== Exercise goal ==
Retrieve all lines below that have the string "consumed".

(Data entries)
***

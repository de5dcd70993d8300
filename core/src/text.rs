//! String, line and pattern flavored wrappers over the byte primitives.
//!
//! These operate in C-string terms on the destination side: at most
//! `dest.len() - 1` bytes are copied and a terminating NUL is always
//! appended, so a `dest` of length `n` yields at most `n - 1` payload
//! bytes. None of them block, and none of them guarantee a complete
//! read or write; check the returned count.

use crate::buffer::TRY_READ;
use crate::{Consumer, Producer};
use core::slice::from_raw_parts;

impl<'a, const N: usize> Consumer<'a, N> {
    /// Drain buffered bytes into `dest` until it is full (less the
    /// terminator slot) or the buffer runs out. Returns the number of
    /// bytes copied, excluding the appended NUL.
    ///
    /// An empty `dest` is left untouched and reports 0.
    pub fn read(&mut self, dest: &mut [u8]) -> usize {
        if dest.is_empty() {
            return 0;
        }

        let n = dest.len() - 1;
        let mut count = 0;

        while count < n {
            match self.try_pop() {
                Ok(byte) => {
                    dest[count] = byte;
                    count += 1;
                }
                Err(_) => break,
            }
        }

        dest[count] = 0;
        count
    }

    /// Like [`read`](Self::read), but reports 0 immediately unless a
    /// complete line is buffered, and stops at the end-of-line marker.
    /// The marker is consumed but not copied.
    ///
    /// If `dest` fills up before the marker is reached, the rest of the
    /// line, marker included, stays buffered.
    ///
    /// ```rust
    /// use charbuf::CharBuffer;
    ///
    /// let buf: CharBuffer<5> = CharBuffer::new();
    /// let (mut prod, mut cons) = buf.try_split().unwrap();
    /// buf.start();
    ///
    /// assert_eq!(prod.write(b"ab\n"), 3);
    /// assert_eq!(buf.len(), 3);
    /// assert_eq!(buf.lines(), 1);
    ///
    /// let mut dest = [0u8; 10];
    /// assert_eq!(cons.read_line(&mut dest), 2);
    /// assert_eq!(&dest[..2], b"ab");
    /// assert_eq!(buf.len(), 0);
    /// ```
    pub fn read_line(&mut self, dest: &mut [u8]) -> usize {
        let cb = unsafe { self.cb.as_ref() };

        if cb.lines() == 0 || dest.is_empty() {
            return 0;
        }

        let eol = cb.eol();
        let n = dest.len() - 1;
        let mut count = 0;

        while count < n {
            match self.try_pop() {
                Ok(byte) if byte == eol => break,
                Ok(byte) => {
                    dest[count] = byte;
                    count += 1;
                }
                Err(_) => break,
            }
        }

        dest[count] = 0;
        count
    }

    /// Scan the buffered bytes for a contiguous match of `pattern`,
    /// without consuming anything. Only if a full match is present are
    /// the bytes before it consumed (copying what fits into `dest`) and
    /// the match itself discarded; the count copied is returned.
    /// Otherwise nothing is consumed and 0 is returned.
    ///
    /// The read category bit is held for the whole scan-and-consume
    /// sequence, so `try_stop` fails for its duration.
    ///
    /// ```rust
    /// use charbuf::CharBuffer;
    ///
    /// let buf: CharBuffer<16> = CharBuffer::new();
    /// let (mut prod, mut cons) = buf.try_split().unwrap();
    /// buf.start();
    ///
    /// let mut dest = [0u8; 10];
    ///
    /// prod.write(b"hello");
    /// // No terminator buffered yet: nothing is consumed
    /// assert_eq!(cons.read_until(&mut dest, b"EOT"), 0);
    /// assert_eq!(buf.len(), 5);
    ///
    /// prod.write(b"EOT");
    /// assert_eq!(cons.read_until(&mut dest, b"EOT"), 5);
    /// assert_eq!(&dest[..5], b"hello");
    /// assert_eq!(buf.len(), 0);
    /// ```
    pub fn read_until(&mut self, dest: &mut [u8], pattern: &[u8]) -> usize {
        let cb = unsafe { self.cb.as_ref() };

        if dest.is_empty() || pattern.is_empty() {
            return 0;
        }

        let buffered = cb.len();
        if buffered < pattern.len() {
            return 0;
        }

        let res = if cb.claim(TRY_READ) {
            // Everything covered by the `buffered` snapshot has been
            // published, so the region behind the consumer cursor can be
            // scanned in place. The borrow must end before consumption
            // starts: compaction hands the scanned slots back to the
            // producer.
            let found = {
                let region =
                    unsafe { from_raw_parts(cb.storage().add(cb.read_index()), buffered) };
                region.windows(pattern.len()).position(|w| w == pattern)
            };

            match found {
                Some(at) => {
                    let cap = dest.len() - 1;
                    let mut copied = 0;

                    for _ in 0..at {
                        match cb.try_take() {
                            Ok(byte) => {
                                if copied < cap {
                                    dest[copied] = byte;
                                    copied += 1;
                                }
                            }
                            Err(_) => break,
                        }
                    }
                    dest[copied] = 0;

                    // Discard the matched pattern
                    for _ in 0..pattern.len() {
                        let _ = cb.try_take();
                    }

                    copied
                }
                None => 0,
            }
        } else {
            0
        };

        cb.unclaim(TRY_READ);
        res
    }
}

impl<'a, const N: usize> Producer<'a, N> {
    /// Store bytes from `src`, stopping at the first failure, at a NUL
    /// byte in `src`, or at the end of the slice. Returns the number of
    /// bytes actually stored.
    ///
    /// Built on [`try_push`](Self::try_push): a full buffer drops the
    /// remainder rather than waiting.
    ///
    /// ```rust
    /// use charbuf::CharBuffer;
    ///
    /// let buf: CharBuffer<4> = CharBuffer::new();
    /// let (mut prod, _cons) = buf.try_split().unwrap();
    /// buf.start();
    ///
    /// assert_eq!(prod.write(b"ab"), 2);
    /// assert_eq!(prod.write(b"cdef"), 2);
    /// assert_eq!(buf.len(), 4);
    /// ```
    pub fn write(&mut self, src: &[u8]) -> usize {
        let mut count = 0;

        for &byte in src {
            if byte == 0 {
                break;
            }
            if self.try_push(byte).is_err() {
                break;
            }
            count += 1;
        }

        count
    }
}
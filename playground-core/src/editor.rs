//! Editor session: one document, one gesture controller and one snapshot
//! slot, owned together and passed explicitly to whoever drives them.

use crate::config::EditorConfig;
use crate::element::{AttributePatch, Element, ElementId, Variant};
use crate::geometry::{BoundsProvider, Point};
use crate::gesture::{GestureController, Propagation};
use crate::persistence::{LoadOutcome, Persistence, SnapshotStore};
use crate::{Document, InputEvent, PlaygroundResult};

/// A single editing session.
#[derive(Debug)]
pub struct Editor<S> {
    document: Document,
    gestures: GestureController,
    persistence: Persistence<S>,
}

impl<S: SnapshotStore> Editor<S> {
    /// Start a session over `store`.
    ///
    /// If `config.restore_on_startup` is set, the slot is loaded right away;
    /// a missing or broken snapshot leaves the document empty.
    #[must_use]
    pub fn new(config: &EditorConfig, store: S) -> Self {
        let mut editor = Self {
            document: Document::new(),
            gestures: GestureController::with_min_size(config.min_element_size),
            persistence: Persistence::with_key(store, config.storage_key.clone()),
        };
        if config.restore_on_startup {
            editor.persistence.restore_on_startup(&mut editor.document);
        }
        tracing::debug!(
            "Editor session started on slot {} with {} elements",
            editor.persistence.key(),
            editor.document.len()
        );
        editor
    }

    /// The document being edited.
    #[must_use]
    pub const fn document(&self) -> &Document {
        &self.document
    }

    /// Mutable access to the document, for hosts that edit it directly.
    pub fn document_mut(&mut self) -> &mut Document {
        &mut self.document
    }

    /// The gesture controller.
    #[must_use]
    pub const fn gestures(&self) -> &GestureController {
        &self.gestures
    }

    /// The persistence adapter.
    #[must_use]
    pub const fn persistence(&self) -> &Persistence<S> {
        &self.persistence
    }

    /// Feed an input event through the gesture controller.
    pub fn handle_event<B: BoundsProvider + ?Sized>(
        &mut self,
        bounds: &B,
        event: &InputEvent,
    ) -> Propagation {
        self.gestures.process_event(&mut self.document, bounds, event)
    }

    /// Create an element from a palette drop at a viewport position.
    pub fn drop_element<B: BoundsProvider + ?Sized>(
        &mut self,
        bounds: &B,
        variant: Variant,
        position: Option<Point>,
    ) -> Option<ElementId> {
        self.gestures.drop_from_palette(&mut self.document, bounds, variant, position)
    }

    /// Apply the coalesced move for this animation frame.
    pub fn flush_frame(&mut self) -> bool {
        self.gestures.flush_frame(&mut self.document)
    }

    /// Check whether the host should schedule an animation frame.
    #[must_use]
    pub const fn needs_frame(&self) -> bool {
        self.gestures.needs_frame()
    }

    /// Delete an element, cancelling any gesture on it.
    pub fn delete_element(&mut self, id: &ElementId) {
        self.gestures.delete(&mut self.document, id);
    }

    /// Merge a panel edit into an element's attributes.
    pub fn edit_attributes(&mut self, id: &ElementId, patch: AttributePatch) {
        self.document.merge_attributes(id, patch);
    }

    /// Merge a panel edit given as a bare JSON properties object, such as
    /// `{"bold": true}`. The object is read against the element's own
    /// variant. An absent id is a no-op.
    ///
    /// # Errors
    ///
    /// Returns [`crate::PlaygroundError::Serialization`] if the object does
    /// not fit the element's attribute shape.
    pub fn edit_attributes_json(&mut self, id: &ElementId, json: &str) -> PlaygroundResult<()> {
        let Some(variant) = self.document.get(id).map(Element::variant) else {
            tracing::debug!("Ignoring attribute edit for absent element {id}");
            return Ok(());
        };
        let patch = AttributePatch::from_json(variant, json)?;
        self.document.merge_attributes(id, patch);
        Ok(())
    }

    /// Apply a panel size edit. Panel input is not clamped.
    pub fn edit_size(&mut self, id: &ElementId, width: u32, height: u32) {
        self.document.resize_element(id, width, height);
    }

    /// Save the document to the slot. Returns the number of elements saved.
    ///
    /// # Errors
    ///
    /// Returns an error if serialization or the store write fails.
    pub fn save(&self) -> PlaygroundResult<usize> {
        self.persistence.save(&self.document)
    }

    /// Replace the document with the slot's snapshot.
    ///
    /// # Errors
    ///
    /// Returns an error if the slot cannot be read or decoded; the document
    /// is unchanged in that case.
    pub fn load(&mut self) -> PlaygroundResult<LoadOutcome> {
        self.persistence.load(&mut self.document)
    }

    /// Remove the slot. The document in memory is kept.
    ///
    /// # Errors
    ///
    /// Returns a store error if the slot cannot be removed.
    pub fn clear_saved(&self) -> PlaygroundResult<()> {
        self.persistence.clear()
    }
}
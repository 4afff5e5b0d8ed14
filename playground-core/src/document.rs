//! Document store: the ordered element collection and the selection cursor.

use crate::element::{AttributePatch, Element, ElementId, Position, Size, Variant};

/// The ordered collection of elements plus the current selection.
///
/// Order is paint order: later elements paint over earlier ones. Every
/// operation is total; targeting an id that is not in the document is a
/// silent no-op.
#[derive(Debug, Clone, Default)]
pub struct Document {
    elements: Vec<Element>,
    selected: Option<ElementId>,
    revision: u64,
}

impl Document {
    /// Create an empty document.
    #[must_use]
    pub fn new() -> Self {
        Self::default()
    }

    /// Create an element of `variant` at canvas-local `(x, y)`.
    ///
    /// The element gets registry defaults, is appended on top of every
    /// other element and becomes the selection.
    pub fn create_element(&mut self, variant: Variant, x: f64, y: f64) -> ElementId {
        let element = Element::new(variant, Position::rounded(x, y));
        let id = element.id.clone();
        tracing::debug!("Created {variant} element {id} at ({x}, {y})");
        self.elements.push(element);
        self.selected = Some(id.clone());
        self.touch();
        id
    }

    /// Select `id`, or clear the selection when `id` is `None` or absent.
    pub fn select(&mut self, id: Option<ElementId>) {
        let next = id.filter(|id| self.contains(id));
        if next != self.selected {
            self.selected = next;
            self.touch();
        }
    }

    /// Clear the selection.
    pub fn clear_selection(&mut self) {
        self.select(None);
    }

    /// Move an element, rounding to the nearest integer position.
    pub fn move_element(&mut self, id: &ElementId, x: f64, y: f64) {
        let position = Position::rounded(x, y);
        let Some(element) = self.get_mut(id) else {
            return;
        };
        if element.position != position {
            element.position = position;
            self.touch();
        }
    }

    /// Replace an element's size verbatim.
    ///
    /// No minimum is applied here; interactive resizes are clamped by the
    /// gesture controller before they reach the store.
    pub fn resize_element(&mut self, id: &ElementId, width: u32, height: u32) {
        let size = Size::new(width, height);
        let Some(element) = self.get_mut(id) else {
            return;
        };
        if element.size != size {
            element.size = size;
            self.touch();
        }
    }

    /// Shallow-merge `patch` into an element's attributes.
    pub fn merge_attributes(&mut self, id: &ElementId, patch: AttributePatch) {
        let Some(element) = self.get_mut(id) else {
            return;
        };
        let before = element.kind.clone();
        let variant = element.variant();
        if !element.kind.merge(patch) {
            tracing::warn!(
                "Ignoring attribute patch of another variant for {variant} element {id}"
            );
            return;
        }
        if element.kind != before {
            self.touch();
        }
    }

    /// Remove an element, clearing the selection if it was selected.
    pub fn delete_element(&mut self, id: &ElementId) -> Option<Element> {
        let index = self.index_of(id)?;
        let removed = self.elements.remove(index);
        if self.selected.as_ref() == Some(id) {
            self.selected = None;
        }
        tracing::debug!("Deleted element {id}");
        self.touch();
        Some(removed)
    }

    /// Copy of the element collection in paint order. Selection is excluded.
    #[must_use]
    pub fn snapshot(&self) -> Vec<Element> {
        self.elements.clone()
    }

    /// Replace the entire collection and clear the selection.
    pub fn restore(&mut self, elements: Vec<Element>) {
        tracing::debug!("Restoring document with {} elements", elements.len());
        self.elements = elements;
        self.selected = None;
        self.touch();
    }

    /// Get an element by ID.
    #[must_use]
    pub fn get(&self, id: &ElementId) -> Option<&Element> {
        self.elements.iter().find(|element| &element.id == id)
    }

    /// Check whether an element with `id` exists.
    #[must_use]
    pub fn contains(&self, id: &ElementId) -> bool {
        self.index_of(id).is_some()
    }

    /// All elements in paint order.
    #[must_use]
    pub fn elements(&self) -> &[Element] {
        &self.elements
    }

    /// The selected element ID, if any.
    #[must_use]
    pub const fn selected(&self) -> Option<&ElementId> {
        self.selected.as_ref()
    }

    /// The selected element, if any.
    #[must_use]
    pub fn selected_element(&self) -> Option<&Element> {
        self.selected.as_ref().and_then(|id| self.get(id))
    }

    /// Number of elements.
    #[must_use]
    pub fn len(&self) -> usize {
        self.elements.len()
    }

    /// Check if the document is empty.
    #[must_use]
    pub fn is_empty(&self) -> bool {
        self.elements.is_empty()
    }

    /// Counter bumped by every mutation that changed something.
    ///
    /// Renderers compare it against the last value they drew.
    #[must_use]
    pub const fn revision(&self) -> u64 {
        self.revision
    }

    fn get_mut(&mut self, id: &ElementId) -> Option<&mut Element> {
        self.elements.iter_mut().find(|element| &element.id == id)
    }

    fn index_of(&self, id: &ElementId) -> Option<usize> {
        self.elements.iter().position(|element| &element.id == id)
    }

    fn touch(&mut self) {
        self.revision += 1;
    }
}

***

== Result below ==
    /// The marker is consumed but not copied.
    /// the bytes before it consumed (copying what fits into `dest`) and
    /// Otherwise nothing is consumed and 0 is returned.
    /// // No terminator buffered yet: nothing is consumed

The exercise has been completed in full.